- WHAT TO DO
An exact copy of all the data below is needed.

[Stored data entries]
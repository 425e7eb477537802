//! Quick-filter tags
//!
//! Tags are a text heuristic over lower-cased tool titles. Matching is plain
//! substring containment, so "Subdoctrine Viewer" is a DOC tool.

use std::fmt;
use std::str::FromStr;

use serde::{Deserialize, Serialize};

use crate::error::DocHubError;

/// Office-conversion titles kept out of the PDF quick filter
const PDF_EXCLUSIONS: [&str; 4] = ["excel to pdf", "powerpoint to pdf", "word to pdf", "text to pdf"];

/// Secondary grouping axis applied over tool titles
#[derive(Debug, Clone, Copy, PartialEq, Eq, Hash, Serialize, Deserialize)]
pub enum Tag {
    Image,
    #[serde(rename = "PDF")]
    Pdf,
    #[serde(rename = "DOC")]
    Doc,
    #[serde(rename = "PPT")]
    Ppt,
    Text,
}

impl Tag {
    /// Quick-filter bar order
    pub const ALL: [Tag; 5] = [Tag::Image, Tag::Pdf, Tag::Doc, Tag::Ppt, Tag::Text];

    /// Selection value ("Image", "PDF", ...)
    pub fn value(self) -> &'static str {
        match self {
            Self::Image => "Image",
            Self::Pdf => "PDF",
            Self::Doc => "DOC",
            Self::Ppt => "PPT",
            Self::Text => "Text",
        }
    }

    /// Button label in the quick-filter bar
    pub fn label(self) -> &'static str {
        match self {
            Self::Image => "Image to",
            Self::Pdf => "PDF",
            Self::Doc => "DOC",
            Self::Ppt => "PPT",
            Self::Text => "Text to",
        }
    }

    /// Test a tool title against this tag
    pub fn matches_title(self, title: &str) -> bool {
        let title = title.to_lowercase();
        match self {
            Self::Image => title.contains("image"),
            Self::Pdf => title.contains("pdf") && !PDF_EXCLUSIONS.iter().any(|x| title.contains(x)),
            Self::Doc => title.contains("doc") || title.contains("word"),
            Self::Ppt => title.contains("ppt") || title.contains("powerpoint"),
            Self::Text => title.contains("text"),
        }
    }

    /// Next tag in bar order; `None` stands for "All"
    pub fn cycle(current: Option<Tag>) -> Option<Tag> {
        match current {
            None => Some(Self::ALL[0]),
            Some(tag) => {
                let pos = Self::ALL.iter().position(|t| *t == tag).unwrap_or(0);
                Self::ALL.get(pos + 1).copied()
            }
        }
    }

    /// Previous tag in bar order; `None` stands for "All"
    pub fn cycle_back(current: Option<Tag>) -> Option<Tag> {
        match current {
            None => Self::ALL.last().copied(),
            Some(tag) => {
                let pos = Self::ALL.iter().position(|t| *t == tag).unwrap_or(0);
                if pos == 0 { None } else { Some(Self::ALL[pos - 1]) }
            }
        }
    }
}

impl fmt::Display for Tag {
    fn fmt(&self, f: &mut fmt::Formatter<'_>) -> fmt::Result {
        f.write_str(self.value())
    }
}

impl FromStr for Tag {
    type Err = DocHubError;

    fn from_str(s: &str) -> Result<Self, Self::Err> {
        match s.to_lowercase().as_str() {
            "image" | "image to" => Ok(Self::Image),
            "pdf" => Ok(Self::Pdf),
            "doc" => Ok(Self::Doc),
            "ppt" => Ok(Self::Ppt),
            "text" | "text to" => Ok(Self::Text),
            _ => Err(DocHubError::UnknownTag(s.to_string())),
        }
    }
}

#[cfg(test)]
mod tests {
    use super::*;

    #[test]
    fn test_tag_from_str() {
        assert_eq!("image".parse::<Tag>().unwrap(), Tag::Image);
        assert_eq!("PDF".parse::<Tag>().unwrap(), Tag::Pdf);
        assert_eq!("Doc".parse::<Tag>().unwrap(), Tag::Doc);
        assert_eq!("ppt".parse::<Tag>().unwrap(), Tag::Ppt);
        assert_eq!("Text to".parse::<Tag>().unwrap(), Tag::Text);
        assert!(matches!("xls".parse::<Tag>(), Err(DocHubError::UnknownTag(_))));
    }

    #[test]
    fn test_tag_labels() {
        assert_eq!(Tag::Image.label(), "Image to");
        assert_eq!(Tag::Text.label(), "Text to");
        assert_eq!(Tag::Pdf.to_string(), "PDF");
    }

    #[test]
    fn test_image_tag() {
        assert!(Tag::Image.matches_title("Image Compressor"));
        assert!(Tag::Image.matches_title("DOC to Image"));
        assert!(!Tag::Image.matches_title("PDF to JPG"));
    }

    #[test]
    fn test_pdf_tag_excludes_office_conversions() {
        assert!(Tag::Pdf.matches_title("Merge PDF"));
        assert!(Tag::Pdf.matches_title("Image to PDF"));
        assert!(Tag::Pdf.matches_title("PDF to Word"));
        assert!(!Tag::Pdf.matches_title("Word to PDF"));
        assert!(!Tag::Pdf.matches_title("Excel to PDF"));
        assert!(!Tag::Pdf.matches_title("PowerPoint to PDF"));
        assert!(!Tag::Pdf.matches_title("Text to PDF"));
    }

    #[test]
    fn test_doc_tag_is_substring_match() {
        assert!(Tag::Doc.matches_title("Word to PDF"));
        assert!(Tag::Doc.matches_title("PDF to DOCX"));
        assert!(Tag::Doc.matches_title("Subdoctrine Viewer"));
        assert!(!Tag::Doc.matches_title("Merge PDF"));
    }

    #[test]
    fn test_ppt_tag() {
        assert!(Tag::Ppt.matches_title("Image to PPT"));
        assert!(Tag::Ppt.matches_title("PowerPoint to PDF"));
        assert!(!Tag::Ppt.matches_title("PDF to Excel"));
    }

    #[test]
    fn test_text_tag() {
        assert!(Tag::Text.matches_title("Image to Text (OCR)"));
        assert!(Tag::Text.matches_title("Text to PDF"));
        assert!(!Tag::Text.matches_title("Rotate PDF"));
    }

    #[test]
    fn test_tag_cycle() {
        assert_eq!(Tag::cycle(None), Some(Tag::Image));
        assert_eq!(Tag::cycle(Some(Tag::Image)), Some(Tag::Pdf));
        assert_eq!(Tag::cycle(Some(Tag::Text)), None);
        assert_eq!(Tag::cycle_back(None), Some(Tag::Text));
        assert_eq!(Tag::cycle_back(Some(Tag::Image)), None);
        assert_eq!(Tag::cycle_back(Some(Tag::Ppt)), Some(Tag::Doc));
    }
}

- TASK OUTPUT
repository 425e7eb477537802
//! Quick-filter tags
//!
//! Tags are a text heuristic over lower-cased tool titles. Matching is plain
//! substring containment, so "Subdoctrine Viewer" is a DOC tool.

use std::fmt;
use std::str::FromStr;

use serde::{Deserialize, Serialize};

use crate::error::DocHubError;

/// Office-conversion titles kept out of the PDF quick filter
const PDF_EXCLUSIONS: [&str; 4] = ["excel to pdf", "powerpoint to pdf", "word to pdf", "text to pdf"];

/// Secondary grouping axis applied over tool titles
#[derive(Debug, Clone, Copy, PartialEq, Eq, Hash, Serialize, Deserialize)]
pub enum Tag {
    Image,
    #[serde(rename = "PDF")]
    Pdf,
    #[serde(rename = "DOC")]
    Doc,
    #[serde(rename = "PPT")]
    Ppt,
    Text,
}

impl Tag {
    /// Quick-filter bar order
    pub const ALL: [Tag; 5] = [Tag::Image, Tag::Pdf, Tag::Doc, Tag::Ppt, Tag::Text];

    /// Selection value ("Image", "PDF", ...)
    pub fn value(self) -> &'static str {
        match self {
            Self::Image => "Image",
            Self::Pdf => "PDF",
            Self::Doc => "DOC",
            Self::Ppt => "PPT",
            Self::Text => "Text",
        }
    }

    /// Button label in the quick-filter bar
    pub fn label(self) -> &'static str {
        match self {
            Self::Image => "Image to",
            Self::Pdf => "PDF",
            Self::Doc => "DOC",
            Self::Ppt => "PPT",
            Self::Text => "Text to",
        }
    }

    /// Test a tool title against this tag
    pub fn matches_title(self, title: &str) -> bool {
        let title = title.to_lowercase();
        match self {
            Self::Image => title.contains("image"),
            Self::Pdf => title.contains("pdf") && !PDF_EXCLUSIONS.iter().any(|x| title.contains(x)),
            Self::Doc => title.contains("doc") || title.contains("word"),
            Self::Ppt => title.contains("ppt") || title.contains("powerpoint"),
            Self::Text => title.contains("text"),
        }
    }

    /// Next tag in bar order; `None` stands for "All"
    pub fn cycle(current: Option<Tag>) -> Option<Tag> {
        match current {
            None => Some(Self::ALL[0]),
            Some(tag) => {
                let pos = Self::ALL.iter().position(|t| *t == tag).unwrap_or(0);
                Self::ALL.get(pos + 1).copied()
            }
        }
    }

    /// Previous tag in bar order; `None` stands for "All"
    pub fn cycle_back(current: Option<Tag>) -> Option<Tag> {
        match current {
            None => Self::ALL.last().copied(),
            Some(tag) => {
                let pos = Self::ALL.iter().position(|t| *t == tag).unwrap_or(0);
                if pos == 0 { None } else { Some(Self::ALL[pos - 1]) }
            }
        }
    }
}

impl fmt::Display for Tag {
    fn fmt(&self, f: &mut fmt::Formatter<'_>) -> fmt::Result {
        f.write_str(self.value())
    }
}

impl FromStr for Tag {
    type Err = DocHubError;

    fn from_str(s: &str) -> Result<Self, Self::Err> {
        match s.to_lowercase().as_str() {
            "image" | "image to" => Ok(Self::Image),
            "pdf" => Ok(Self::Pdf),
            "doc" => Ok(Self::Doc),
            "ppt" => Ok(Self::Ppt),
            "text" | "text to" => Ok(Self::Text),
            _ => Err(DocHubError::UnknownTag(s.to_string())),
        }
    }
}

#[cfg(test)]
mod tests {
    use super::*;

    #[test]
    fn test_tag_from_str() {
        assert_eq!("image".parse::<Tag>().unwrap(), Tag::Image);
        assert_eq!("PDF".parse::<Tag>().unwrap(), Tag::Pdf);
        assert_eq!("Doc".parse::<Tag>().unwrap(), Tag::Doc);
        assert_eq!("ppt".parse::<Tag>().unwrap(), Tag::Ppt);
        assert_eq!("Text to".parse::<Tag>().unwrap(), Tag::Text);
        assert!(matches!("xls".parse::<Tag>(), Err(DocHubError::UnknownTag(_))));
    }

    #[test]
    fn test_tag_labels() {
        assert_eq!(Tag::Image.label(), "Image to");
        assert_eq!(Tag::Text.label(), "Text to");
        assert_eq!(Tag::Pdf.to_string(), "PDF");
    }

    #[test]
    fn test_image_tag() {
        assert!(Tag::Image.matches_title("Image Compressor"));
        assert!(Tag::Image.matches_title("DOC to Image"));
        assert!(!Tag::Image.matches_title("PDF to JPG"));
    }

    #[test]
    fn test_pdf_tag_excludes_office_conversions() {
        assert!(Tag::Pdf.matches_title("Merge PDF"));
        assert!(Tag::Pdf.matches_title("Image to PDF"));
        assert!(Tag::Pdf.matches_title("PDF to Word"));
        assert!(!Tag::Pdf.matches_title("Word to PDF"));
        assert!(!Tag::Pdf.matches_title("Excel to PDF"));
        assert!(!Tag::Pdf.matches_title("PowerPoint to PDF"));
        assert!(!Tag::Pdf.matches_title("Text to PDF"));
    }

    #[test]
    fn test_doc_tag_is_substring_match() {
        assert!(Tag::Doc.matches_title("Word to PDF"));
        assert!(Tag::Doc.matches_title("PDF to DOCX"));
        assert!(Tag::Doc.matches_title("Subdoctrine Viewer"));
        assert!(!Tag::Doc.matches_title("Merge PDF"));
    }

    #[test]
    fn test_ppt_tag() {
        assert!(Tag::Ppt.matches_title("Image to PPT"));
        assert!(Tag::Ppt.matches_title("PowerPoint to PDF"));
        assert!(!Tag::Ppt.matches_title("PDF to Excel"));
    }

    #[test]
    fn test_text_tag() {
        assert!(Tag::Text.matches_title("Image to Text (OCR)"));
        assert!(Tag::Text.matches_title("Text to PDF"));
        assert!(!Tag::Text.matches_title("Rotate PDF"));
    }

    #[test]
    fn test_tag_cycle() {
        assert_eq!(Tag::cycle(None), Some(Tag::Image));
        assert_eq!(Tag::cycle(Some(Tag::Image)), Some(Tag::Pdf));
        assert_eq!(Tag::cycle(Some(Tag::Text)), None);
        assert_eq!(Tag::cycle_back(None), Some(Tag::Text));
        assert_eq!(Tag::cycle_back(Some(Tag::Image)), None);
        assert_eq!(Tag::cycle_back(Some(Tag::Ppt)), Some(Tag::Doc));
    }
}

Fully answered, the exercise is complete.